While there is more than one names that can be used to construct a RegionInfo object, once it is created, there is a single name associated with it. This contrasts with the more complicated situation for CultureInfo objects, which is explained at Names Associated with a CultureInfo Object. .

Constructing a RegionInfo object and accessing its name

First, let us consider three examples in which System.Globalization.RegionInfo.#ctor(System.String) is used to construct a RegionInfo object. In .Net Framework version 1.0, this is very straightforward. For example, you would specify:

  • "US" for United States

  • "DE" for Germany

  • You cannot specify a custom culture.

In .Net Framework version 2.0, strings like "US" and "DE" continue to work in this context, but another approach is also introduced. You could specify a culture name to construct a RegionInfo object; only the region portion is relevant:

  • "en-US" (English - United States) for United States

  • "de-DE" (German - Germany) for Germany

  • This works similarly for a custom culture. For example, if "fj-FJ" is a defined custom culture, you could use that.

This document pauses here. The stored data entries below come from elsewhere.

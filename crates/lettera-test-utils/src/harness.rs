// SPDX-FileCopyrightText: 2026 Lettera Contributors
// SPDX-License-Identifier: MIT OR Apache-2.0

//! Isolated test environment: temp SQLite plus fully wired services over a
//! mock provider.

use std::sync::Arc;

use lettera_core::{Employee, Letter, LetteraError, User};
use lettera_engine::{Drafter, LetterService, RevisionEngine, StatsService};
use lettera_storage::Database;
use tempfile::TempDir;

use crate::mock_provider::MockProvider;

/// Everything an integration test needs, backed by a throwaway database.
///
/// The temp directory lives as long as the harness; dropping the harness
/// removes the database.
pub struct TestHarness {
    pub db: Arc<Database>,
    pub provider: Arc<MockProvider>,
    pub letters: Arc<LetterService>,
    pub revisions: Arc<RevisionEngine>,
    pub stats: Arc<StatsService>,
    _dir: TempDir,
}

impl TestHarness {
    /// Build a harness with an empty mock response queue.
    pub async fn new() -> Result<Self, LetteraError> {
        Self::with_responses(Vec::new()).await
    }

    /// Build a harness with pre-scripted mock responses.
    pub async fn with_responses(responses: Vec<String>) -> Result<Self, LetteraError> {
        let dir = TempDir::new().map_err(|e| LetteraError::Internal(e.to_string()))?;
        let db_path = dir.path().join("harness.db");
        let db = Arc::new(Database::open(db_path.to_str().expect("utf-8 temp path")).await?);

        let provider = Arc::new(MockProvider::with_responses(responses));
        let drafter = Drafter::new(provider.clone(), 0.6, 2000);
        let letters = Arc::new(LetterService::new(db.clone(), drafter));
        let revisions = Arc::new(RevisionEngine::new(db.clone(), provider.clone(), 0.6, 2000));
        let stats = Arc::new(StatsService::new(db.clone()));

        Ok(Self {
            db,
            provider,
            letters,
            revisions,
            stats,
            _dir: dir,
        })
    }

    /// Register a customer account.
    pub async fn register_user(&self, name: &str, email: &str) -> User {
        self.letters
            .register_user(name, email)
            .await
            .expect("user registration should succeed")
    }

    /// Register an employee with the given routing category.
    pub async fn register_employee(&self, name: &str, email: &str, category: &str) -> Employee {
        let (_user, employee) = self
            .letters
            .register_employee(name, email, Some("Support"), category)
            .await
            .expect("employee registration should succeed");
        employee
    }

    /// Submit a letter whose classification and draft are already scripted
    /// on the mock provider queue.
    pub async fn submit_letter(&self, user_id: i64, text: &str) -> Letter {
        self.letters
            .submit(user_id, text)
            .await
            .expect("letter submission should succeed")
    }
}
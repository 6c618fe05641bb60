// SPDX-FileCopyrightText: 2026 Lettera Contributors
// SPDX-License-Identifier: MIT OR Apache-2.0

//! Chat-driven draft revision.
//!
//! Each revision appends the employee instruction to the letter's chat log,
//! asks the model for an improved reply with the full context, then stores
//! the assistant turn and the new draft atomically. The employee turn is
//! recorded before the model call, so a provider failure leaves an orphaned
//! employee message and an unchanged draft.

use std::sync::Arc;

use dashmap::DashMap;
use lettera_core::{
    ChatMessage, ChatRole, CompletionProvider, CompletionRequest, Letter, LetteraError,
};
use lettera_storage::Database;
use lettera_storage::queries::{chat, letters};
use tokio::sync::Mutex;
use tracing::{debug, warn};

const REVISE_SYSTEM_PROMPT: &str = "Ты — помощник для редактирования ответов банка. \
Твоя задача — улучшать ответы на основе просьб сотрудника, \
сохраняя корпоративный стиль и юридическую корректность.";

/// Result of a successful revision turn.
///
/// The assistant's reply text and the stored draft are the same string; the
/// chat log keeps every intermediate draft recoverable.
#[derive(Debug, Clone, PartialEq)]
pub struct Revision {
    pub assistant_reply: String,
    pub updated_draft: String,
}

/// Applies natural-language edit instructions to a letter's current draft.
pub struct RevisionEngine {
    db: Arc<Database>,
    provider: Arc<dyn CompletionProvider>,
    /// Per-letter locks serializing concurrent revisions so interleaved
    /// calls cannot corrupt chat-history ordering.
    locks: DashMap<i64, Arc<Mutex<()>>>,
    temperature: f64,
    max_tokens: u32,
}

impl RevisionEngine {
    pub fn new(
        db: Arc<Database>,
        provider: Arc<dyn CompletionProvider>,
        temperature: f64,
        max_tokens: u32,
    ) -> Self {
        Self {
            db,
            provider,
            locks: DashMap::new(),
            temperature,
            max_tokens,
        }
    }

    /// Apply one edit instruction to the letter's draft.
    ///
    /// Preconditions: the letter exists, is assigned to this employee, and
    /// has not been sent or closed; the instruction is non-empty.
    pub async fn revise(
        &self,
        letter_id: i64,
        employee_id: i64,
        instruction: &str,
    ) -> Result<Revision, LetteraError> {
        if instruction.trim().is_empty() {
            return Err(LetteraError::Validation(
                "chat message must not be empty".into(),
            ));
        }

        let lock = self.locks.entry(letter_id).or_default().clone();
        let _guard = lock.lock().await;

        let letter = self.load_assigned_letter(letter_id, employee_id).await?;
        if letter.status.is_terminal() {
            return Err(LetteraError::InvalidState(format!(
                "letter {letter_id} is already {} and can no longer be revised",
                letter.status
            )));
        }

        // Record the employee turn first. It stays in the log even when the
        // provider call below fails, so a retry shows the full history.
        chat::insert_message(&self.db, letter_id, ChatRole::Employee, instruction).await?;

        let history = chat::messages_for_letter(&self.db, letter_id).await?;
        let request = build_revision_request(
            &letter,
            &history,
            instruction,
            self.temperature,
            self.max_tokens,
        );

        let response = match self.provider.complete(request).await {
            Ok(response) => response,
            Err(e) => {
                warn!(letter_id, error = %e, "revision generation failed, employee turn kept");
                return Err(e);
            }
        };

        let assistant = chat::append_revision(&self.db, letter_id, &response.text).await?;
        debug!(letter_id, message_id = assistant.id, "draft revised");

        Ok(Revision {
            assistant_reply: response.text.clone(),
            updated_draft: response.text,
        })
    }

    /// Get the ordered chat history for a letter assigned to this employee.
    pub async fn chat_history(
        &self,
        letter_id: i64,
        employee_id: i64,
    ) -> Result<Vec<ChatMessage>, LetteraError> {
        self.load_assigned_letter(letter_id, employee_id).await?;
        chat::messages_for_letter(&self.db, letter_id).await
    }

    async fn load_assigned_letter(
        &self,
        letter_id: i64,
        employee_id: i64,
    ) -> Result<Letter, LetteraError> {
        let letter = letters::get_letter(&self.db, letter_id)
            .await?
            .ok_or_else(|| LetteraError::not_found(format!("letter {letter_id}")))?;
        if letter.employee_id != Some(employee_id) {
            return Err(LetteraError::Forbidden(format!(
                "letter {letter_id} is not assigned to employee {employee_id}"
            )));
        }
        Ok(letter)
    }
}

/// Assemble the completion request for one revision turn.
///
/// Context mirrors what a reviewer would read: the customer letter, the
/// current draft, the full edit history, then the new instruction.
fn build_revision_request(
    letter: &Letter,
    history: &[ChatMessage],
    instruction: &str,
    temperature: f64,
    max_tokens: u32,
) -> CompletionRequest {
    let mut history_text = String::new();
    for msg in history {
        let role_name = match msg.role {
            ChatRole::Employee => "Сотрудник",
            ChatRole::Assistant => "Ассистент",
        };
        history_text.push_str(role_name);
        history_text.push_str(": ");
        history_text.push_str(&msg.message);
        history_text.push('\n');
    }

    let draft = letter
        .draft_response
        .as_deref()
        .unwrap_or("Черновик еще не создан");
    let history_block = if history_text.is_empty() {
        "Истории пока нет"
    } else {
        history_text.as_str()
    };

    let prompt = format!(
        "Исходное письмо от клиента:\n{}\n\n\
         Текущий черновик ответа:\n{}\n\n\
         История редактирования:\n{}\n\
         Сотрудник просит: {}\n\n\
         Предложи улучшенную версию ответа, учитывая просьбу сотрудника. \
         В ответе верни только текст нового черновика.",
        letter.text, draft, history_block, instruction
    );

    CompletionRequest {
        system_prompt: Some(REVISE_SYSTEM_PROMPT.to_string()),
        prompt,
        temperature,
        max_tokens,
    }
}

#[cfg(test)]
mod tests {
    use super::*;
    use lettera_core::{Category, LetterStatus};

    fn sample_letter(draft: Option<&str>) -> Letter {
        Letter {
            id: 1,
            user_id: 1,
            text: "Недоволен обслуживанием".into(),
            category: Category::Other,
            status: LetterStatus::InProgress,
            employee_id: Some(1),
            draft_response: draft.map(|d| d.to_string()),
            final_response: None,
            created_at: "2026-01-01T00:00:00.000Z".into(),
            updated_at: "2026-01-01T00:00:00.000Z".into(),
        }
    }

    #[test]
    fn revision_request_embeds_letter_draft_and_history() {
        let letter = sample_letter(Some("Длинный текст ответа..."));
        let history = vec![ChatMessage {
            id: 1,
            letter_id: 1,
            role: ChatRole::Employee,
            message: "Сделай короче".into(),
            timestamp: "2026-01-01T00:00:01.000Z".into(),
        }];

        let request = build_revision_request(&letter, &history, "Сделай короче", 0.7, 2000);
        assert!(request.prompt.contains("Недоволен обслуживанием"));
        assert!(request.prompt.contains("Длинный текст ответа..."));
        assert!(request.prompt.contains("Сотрудник: Сделай короче"));
        assert!(request.prompt.contains("Сотрудник просит: Сделай короче"));
        assert_eq!(request.temperature, 0.7);
        assert!(request.system_prompt.is_some());
    }

    #[test]
    fn revision_request_handles_missing_draft_and_history() {
        let letter = sample_letter(None);
        let request = build_revision_request(&letter, &[], "Добавь приветствие", 0.6, 2000);
        assert!(request.prompt.contains("Черновик еще не создан"));
        assert!(request.prompt.contains("Истории пока нет"));
    }
}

Let's look at the values each of these objects will return for RegionInfo.ToString and RegionInfo.Name:

Method en-US De-DE Custom Culture

(region passed to constructor)

US

DE

(N/A)

(culture passed to constructor,

introduced in .Net Framework version 2.0)

en-US

De-DE

fj-FJ

RegionInfo.ToString()

US

DE

FJ

RegionInfo.Name

US

DE

FJ

In short, the region name will be the same regardless of how it is constructed.

In addition, each region has a DisplayName, an EnglishName, a NativeName, a ThreeLetterISORegionName, a ThreeLetterWindowsRegionName, and a TwoLetterISORegionName. All of these are also independent of the method of construction.

Constructing a RegionInfo object by ID

The situation is essentially the same if you construct a RegionInfo object with System.Globalization.RegionInfo.#ctor(System.Int32), and specify a culture identifier. In this case, the culture values passed to the constructor are, respectively:

  • 0x0409 for English - United States

  • 0x0407 for German-Germany

  • 0x0c00 for custom culture "fj-FJ". This will work only if "fj-FJ" is the current default user culture.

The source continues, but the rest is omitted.